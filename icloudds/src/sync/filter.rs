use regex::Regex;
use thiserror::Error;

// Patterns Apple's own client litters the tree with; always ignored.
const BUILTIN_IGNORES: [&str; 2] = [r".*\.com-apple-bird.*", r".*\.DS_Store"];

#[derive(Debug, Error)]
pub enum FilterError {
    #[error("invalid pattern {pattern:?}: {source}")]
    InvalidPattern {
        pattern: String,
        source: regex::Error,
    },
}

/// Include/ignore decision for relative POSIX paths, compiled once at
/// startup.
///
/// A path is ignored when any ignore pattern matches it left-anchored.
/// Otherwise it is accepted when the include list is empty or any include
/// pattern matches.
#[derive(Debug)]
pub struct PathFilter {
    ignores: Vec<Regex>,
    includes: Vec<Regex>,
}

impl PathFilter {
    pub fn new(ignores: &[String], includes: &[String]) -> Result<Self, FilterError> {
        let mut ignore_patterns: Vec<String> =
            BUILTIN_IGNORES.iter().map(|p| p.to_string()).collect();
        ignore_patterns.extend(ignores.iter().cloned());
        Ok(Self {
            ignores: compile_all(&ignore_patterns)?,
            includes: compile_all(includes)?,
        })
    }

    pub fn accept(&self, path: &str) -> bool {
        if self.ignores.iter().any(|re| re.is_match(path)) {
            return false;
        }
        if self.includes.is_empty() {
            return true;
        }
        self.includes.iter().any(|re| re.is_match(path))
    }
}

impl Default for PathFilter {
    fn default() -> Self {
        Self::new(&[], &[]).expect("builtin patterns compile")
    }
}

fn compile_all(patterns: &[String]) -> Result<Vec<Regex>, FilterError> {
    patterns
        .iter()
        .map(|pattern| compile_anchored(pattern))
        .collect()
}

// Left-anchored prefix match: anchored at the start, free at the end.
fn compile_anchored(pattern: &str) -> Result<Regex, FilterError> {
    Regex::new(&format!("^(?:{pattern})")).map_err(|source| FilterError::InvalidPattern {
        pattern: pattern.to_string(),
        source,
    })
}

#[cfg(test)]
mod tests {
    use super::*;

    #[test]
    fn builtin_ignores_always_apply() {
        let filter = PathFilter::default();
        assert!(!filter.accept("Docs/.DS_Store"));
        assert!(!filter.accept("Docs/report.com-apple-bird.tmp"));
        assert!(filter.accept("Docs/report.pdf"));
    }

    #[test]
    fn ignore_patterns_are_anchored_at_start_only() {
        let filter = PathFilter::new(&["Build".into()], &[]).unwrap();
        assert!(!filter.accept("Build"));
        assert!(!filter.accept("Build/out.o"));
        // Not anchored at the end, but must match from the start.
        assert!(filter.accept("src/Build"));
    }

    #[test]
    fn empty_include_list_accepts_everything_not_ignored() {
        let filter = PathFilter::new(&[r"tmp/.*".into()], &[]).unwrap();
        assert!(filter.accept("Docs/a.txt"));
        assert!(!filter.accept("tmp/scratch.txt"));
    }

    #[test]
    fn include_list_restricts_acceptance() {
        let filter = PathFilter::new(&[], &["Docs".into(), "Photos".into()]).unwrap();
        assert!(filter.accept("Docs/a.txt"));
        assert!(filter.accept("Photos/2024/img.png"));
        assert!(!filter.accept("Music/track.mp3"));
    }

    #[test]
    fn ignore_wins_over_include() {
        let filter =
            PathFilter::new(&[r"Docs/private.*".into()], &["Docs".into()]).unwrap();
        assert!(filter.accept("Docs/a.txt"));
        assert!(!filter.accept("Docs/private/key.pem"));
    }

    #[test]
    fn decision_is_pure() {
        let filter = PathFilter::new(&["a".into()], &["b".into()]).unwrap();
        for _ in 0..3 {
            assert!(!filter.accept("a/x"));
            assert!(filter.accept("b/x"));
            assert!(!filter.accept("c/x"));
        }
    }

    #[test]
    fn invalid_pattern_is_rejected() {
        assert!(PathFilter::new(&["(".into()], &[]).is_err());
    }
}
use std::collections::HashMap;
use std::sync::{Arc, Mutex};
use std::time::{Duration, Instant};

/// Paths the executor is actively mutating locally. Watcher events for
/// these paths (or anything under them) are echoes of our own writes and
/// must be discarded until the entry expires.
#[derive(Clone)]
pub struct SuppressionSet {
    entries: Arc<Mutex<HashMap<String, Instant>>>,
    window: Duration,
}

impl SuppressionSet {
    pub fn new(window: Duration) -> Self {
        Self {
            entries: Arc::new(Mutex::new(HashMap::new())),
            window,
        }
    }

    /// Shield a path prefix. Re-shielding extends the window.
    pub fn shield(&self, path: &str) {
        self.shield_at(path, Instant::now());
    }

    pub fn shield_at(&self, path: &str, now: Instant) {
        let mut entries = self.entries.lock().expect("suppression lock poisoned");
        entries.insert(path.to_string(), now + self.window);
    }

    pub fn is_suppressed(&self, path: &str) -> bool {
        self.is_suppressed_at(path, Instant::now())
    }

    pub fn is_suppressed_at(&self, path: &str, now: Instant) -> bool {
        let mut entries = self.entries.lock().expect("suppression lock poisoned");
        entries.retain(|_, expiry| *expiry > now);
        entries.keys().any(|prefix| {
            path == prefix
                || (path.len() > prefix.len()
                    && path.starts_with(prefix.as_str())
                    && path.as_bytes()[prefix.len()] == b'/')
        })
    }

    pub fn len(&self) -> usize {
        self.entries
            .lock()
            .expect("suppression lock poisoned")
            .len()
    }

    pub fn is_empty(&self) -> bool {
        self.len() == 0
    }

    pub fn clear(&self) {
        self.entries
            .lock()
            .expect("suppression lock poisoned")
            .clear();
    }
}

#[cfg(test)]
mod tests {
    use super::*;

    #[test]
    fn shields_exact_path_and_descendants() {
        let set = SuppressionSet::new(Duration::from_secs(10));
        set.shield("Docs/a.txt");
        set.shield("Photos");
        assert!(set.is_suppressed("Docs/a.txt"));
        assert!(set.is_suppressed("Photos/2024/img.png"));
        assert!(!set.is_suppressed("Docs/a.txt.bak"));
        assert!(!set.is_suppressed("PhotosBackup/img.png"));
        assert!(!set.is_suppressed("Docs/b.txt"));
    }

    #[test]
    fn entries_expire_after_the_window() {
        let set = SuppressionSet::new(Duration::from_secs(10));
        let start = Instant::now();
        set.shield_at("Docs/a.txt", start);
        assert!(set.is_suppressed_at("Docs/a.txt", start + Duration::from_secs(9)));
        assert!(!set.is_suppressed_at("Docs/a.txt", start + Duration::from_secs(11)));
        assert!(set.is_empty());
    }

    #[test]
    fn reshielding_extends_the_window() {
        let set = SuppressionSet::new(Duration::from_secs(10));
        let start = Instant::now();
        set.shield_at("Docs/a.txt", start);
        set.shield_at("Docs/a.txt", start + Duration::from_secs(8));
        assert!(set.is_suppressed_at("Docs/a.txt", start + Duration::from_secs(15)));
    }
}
==========
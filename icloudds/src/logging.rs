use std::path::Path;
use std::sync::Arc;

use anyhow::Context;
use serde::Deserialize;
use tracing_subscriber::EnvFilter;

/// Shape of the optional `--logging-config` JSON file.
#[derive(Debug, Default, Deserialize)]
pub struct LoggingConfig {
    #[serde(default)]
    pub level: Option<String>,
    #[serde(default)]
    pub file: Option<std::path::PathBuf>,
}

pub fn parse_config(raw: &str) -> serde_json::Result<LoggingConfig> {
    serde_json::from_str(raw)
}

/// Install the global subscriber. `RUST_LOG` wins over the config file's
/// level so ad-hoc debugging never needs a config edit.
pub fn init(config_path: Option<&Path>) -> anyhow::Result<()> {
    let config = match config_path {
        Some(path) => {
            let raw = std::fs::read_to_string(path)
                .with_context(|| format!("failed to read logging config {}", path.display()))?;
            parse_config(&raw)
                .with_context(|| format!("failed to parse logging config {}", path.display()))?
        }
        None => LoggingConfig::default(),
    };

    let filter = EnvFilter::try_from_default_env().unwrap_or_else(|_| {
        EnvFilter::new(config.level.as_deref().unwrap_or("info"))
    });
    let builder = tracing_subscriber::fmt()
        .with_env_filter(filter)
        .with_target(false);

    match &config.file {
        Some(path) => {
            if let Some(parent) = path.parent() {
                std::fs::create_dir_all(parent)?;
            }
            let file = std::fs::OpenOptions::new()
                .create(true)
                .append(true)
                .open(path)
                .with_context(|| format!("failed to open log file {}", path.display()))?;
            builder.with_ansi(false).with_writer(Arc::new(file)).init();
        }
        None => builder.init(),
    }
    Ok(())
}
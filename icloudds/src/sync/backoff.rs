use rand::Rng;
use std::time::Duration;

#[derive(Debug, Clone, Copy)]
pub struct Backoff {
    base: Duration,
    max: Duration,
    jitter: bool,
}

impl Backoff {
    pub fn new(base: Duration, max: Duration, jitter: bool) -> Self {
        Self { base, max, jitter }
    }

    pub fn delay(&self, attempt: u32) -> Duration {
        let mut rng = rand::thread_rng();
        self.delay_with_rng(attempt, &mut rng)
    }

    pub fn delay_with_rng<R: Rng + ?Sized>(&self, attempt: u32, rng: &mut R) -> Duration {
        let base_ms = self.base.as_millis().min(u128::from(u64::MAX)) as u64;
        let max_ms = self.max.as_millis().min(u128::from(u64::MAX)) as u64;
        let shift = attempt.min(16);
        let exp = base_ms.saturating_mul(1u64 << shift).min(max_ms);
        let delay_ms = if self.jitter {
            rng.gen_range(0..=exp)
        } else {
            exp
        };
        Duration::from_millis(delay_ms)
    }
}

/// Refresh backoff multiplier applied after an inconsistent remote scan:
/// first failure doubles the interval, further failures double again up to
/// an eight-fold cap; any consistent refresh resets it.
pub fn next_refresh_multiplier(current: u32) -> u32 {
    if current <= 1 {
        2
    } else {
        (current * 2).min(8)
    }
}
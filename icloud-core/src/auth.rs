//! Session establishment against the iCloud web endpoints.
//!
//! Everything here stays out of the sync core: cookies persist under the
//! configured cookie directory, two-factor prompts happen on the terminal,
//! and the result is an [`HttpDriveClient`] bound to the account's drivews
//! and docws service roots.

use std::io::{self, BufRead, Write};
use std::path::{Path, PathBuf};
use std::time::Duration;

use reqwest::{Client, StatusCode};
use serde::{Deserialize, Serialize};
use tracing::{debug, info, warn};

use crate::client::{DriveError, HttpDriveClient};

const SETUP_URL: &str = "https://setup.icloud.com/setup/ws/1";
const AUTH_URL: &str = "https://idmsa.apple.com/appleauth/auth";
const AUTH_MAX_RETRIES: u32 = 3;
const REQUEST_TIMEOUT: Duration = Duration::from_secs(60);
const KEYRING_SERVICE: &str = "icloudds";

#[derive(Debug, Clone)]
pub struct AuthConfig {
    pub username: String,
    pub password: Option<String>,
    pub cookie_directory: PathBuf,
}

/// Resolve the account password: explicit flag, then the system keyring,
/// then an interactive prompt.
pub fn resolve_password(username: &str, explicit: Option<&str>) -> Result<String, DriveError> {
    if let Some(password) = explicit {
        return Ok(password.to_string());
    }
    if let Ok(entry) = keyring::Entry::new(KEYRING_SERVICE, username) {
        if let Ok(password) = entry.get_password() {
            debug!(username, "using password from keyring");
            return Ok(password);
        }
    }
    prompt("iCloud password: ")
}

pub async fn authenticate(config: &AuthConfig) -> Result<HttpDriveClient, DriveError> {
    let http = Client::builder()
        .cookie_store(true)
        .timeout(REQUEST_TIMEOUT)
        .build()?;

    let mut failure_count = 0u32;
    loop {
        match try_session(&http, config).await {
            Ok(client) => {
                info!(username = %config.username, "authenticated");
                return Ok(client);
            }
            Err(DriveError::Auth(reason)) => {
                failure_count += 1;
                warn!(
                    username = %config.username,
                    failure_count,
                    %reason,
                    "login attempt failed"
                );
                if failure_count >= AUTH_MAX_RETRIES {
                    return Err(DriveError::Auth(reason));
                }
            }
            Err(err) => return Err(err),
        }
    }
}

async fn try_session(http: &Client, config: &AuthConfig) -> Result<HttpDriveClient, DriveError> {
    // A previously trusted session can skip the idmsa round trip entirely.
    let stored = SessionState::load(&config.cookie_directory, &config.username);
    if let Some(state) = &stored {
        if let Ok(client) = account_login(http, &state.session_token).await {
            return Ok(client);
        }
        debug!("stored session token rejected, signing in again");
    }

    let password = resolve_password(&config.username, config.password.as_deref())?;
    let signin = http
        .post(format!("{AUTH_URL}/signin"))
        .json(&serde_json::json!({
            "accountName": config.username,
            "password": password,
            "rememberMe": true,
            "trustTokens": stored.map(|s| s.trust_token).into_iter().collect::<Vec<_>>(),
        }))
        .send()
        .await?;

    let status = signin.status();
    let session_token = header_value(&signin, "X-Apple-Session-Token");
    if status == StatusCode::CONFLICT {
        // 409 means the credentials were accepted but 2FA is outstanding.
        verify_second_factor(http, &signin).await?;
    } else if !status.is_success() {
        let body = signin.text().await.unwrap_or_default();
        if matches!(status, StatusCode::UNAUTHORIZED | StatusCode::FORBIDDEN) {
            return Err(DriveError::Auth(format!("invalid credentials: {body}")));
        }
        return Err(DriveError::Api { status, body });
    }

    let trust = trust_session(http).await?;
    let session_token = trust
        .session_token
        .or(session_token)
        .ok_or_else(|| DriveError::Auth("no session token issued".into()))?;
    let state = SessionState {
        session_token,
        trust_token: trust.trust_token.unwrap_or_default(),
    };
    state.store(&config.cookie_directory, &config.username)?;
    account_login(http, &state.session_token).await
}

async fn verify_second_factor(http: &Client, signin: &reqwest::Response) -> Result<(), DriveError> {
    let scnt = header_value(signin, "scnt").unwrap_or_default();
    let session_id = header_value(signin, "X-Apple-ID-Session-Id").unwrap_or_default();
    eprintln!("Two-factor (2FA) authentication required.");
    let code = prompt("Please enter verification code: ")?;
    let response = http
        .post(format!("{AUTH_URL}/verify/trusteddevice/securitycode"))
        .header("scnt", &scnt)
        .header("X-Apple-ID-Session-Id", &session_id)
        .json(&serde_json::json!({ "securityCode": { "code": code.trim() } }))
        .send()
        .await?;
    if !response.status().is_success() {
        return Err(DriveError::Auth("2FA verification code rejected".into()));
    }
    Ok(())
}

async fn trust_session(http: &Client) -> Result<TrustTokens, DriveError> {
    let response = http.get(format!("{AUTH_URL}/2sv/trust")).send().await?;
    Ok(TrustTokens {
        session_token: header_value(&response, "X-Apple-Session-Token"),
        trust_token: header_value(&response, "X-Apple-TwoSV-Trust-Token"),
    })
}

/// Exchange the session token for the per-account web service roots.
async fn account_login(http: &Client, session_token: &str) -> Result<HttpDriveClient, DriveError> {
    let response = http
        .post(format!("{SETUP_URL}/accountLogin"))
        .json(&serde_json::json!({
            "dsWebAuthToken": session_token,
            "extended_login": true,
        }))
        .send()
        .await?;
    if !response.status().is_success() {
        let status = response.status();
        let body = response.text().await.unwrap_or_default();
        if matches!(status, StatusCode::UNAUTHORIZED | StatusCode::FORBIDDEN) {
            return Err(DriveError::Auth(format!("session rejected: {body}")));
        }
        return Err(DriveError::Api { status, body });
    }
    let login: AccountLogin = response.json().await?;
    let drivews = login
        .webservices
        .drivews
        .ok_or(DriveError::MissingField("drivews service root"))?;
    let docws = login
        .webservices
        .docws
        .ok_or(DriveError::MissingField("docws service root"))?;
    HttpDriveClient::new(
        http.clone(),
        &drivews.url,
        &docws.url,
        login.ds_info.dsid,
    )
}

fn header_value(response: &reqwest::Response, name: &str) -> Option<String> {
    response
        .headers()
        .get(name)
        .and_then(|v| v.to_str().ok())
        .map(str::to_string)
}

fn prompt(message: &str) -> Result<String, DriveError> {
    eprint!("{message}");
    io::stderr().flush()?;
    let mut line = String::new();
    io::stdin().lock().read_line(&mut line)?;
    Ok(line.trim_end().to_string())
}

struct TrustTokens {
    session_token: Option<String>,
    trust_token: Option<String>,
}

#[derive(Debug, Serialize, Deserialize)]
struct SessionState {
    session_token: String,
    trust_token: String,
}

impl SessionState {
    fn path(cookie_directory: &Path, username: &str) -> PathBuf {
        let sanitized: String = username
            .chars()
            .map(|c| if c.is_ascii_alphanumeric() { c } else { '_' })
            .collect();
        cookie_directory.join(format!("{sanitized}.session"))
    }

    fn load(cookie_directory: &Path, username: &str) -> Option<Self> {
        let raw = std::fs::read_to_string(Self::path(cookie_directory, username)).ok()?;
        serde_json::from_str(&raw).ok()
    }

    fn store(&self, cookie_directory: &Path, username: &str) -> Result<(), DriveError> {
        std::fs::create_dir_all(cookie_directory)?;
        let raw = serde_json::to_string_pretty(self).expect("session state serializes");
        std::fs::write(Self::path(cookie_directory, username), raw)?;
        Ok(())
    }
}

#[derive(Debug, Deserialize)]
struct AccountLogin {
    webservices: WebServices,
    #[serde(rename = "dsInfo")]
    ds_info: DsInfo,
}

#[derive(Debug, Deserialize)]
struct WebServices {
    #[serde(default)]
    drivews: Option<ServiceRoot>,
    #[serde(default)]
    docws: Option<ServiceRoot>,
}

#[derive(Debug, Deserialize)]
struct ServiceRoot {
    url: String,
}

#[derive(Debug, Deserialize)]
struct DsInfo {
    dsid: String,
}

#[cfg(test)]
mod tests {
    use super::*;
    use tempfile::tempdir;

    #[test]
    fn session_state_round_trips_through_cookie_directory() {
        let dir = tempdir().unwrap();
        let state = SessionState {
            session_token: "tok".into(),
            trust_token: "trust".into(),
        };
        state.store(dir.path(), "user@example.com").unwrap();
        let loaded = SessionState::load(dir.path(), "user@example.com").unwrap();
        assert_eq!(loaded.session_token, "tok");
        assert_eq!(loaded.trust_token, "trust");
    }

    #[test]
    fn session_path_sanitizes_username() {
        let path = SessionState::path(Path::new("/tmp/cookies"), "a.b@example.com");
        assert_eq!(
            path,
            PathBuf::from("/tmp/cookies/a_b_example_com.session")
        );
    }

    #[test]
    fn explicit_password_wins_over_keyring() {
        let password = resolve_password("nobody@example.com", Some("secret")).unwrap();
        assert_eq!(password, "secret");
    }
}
==========
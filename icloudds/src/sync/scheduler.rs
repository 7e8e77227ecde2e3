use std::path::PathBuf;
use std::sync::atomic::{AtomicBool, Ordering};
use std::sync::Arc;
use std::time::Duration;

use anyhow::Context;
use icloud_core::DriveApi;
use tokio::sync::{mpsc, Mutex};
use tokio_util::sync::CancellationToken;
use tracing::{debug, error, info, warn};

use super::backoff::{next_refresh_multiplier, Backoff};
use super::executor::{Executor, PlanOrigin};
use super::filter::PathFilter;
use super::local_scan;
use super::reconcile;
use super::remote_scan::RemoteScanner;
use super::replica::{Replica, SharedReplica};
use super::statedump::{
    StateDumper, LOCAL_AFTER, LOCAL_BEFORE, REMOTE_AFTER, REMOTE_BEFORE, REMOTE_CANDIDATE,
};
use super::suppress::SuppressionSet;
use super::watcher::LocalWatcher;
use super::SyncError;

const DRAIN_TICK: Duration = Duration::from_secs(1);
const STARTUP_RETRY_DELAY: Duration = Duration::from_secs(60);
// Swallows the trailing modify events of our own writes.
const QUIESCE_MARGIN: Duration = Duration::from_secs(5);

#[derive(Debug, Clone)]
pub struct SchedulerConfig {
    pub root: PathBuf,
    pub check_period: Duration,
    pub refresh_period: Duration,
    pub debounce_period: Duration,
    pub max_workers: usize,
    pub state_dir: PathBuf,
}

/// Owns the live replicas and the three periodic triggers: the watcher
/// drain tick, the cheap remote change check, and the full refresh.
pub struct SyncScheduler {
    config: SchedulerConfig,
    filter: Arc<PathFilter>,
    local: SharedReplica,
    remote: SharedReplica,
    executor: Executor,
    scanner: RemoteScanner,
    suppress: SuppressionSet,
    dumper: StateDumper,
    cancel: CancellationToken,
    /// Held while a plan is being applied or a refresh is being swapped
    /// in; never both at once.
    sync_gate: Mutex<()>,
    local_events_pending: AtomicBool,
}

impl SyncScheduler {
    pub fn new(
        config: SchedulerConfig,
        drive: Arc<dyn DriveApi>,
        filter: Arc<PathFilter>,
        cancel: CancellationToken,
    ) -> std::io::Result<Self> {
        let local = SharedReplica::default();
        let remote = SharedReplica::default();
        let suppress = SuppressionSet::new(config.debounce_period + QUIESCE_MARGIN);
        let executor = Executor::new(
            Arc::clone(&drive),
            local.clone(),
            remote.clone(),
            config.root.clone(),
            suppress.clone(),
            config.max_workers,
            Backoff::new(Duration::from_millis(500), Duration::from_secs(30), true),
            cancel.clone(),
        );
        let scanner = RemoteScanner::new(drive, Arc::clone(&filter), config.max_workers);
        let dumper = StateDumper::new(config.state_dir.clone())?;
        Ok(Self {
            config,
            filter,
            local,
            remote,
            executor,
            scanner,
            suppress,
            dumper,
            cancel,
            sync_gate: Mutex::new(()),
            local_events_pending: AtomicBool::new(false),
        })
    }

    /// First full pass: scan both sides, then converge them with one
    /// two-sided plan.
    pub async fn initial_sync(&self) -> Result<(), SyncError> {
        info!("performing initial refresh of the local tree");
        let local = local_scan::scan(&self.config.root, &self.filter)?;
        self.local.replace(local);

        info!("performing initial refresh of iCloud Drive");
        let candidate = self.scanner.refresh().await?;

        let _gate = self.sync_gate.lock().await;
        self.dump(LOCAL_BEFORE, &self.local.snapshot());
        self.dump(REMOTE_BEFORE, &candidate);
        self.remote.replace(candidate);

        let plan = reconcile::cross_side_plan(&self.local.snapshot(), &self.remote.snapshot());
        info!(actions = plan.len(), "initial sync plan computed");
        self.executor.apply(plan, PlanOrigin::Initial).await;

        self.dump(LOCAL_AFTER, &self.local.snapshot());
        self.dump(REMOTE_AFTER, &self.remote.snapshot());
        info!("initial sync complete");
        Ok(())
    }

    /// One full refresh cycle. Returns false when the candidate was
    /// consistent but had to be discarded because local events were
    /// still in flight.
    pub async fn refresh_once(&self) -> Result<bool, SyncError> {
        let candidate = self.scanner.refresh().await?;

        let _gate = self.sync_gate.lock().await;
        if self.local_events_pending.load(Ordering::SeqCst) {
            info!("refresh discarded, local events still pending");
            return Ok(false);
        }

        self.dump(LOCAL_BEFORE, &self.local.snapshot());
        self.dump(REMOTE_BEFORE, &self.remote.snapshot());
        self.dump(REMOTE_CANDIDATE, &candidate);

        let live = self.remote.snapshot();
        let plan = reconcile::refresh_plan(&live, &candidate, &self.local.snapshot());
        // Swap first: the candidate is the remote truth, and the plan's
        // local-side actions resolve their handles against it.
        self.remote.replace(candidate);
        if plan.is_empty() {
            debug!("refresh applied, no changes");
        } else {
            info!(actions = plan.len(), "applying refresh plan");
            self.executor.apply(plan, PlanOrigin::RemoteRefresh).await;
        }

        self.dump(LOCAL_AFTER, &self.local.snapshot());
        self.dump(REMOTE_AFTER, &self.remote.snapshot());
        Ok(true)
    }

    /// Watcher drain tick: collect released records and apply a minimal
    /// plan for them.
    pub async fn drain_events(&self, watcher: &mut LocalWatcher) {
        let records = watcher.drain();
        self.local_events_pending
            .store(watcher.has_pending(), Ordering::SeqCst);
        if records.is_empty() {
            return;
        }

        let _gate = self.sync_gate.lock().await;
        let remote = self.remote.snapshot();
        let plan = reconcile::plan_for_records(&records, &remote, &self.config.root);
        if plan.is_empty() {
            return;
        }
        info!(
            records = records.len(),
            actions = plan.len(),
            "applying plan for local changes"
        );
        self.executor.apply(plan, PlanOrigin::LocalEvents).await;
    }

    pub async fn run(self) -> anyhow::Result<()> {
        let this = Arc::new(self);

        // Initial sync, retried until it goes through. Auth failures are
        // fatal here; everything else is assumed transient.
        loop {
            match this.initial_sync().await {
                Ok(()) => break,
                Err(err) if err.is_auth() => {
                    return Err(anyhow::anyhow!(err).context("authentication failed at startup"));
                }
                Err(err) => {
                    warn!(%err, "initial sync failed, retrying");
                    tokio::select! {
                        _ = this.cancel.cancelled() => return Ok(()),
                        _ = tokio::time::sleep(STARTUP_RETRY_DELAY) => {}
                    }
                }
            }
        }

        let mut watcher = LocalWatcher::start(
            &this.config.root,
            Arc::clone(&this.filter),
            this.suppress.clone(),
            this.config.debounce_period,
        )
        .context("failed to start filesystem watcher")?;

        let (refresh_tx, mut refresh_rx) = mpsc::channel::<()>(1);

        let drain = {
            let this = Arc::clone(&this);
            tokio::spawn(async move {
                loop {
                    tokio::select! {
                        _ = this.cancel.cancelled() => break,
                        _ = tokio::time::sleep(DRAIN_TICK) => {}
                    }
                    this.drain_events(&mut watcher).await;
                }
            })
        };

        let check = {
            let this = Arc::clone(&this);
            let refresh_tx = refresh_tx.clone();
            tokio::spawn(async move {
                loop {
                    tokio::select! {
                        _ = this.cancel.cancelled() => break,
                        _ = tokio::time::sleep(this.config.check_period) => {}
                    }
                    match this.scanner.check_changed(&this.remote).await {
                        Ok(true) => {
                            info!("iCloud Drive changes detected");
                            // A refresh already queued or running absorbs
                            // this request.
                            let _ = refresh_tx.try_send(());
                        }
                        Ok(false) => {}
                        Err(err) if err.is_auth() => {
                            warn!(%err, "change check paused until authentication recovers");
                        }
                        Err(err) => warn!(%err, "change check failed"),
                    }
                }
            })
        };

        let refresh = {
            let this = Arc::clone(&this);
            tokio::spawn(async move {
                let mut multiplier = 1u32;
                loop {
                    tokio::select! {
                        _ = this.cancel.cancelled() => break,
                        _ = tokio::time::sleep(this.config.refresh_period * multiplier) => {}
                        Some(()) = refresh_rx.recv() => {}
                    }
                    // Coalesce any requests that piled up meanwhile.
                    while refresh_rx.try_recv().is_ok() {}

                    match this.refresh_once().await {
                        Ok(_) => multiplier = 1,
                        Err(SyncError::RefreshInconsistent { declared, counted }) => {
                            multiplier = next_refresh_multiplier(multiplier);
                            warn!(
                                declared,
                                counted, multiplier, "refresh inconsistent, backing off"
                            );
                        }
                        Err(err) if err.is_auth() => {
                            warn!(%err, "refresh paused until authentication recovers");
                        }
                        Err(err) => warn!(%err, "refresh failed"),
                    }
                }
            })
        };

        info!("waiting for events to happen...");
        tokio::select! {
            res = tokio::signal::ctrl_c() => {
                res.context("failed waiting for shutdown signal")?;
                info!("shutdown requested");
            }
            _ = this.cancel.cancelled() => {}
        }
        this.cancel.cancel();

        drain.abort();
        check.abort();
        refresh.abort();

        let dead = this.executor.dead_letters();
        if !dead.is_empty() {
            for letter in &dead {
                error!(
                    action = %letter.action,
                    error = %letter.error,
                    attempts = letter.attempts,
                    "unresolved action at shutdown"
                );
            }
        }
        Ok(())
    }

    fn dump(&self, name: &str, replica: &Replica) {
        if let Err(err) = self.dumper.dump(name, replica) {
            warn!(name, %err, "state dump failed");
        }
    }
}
==========
Task description -
Will you return exactly the lines above from the one with "let mut ignore_patterns: Vec<String>" down to the one with "from the start.", counting both as part of the range?

Output -
        let mut ignore_patterns: Vec<String> =
            BUILTIN_IGNORES.iter().map(|p| p.to_string()).collect();
        ignore_patterns.extend(ignores.iter().cloned());
        Ok(Self {
            ignores: compile_all(&ignore_patterns)?,
            includes: compile_all(includes)?,
        })
    }

    pub fn accept(&self, path: &str) -> bool {
        if self.ignores.iter().any(|re| re.is_match(path)) {
            return false;
        }
        if self.includes.is_empty() {
            return true;
        }
        self.includes.iter().any(|re| re.is_match(path))
    }
}

impl Default for PathFilter {
    fn default() -> Self {
        Self::new(&[], &[]).expect("builtin patterns compile")
    }
}

fn compile_all(patterns: &[String]) -> Result<Vec<Regex>, FilterError> {
    patterns
        .iter()
        .map(|pattern| compile_anchored(pattern))
        .collect()
}

// Left-anchored prefix match: anchored at the start, free at the end.
fn compile_anchored(pattern: &str) -> Result<Regex, FilterError> {
    Regex::new(&format!("^(?:{pattern})")).map_err(|source| FilterError::InvalidPattern {
        pattern: pattern.to_string(),
        source,
    })
}

#[cfg(test)]
mod tests {
    use super::*;

    #[test]
    fn builtin_ignores_always_apply() {
        let filter = PathFilter::default();
        assert!(!filter.accept("Docs/.DS_Store"));
        assert!(!filter.accept("Docs/report.com-apple-bird.tmp"));
        assert!(filter.accept("Docs/report.pdf"));
    }

    #[test]
    fn ignore_patterns_are_anchored_at_start_only() {
        let filter = PathFilter::new(&["Build".into()], &[]).unwrap();
        assert!(!filter.accept("Build"));
        assert!(!filter.accept("Build/out.o"));
        // Not anchored at the end, but must match from the start.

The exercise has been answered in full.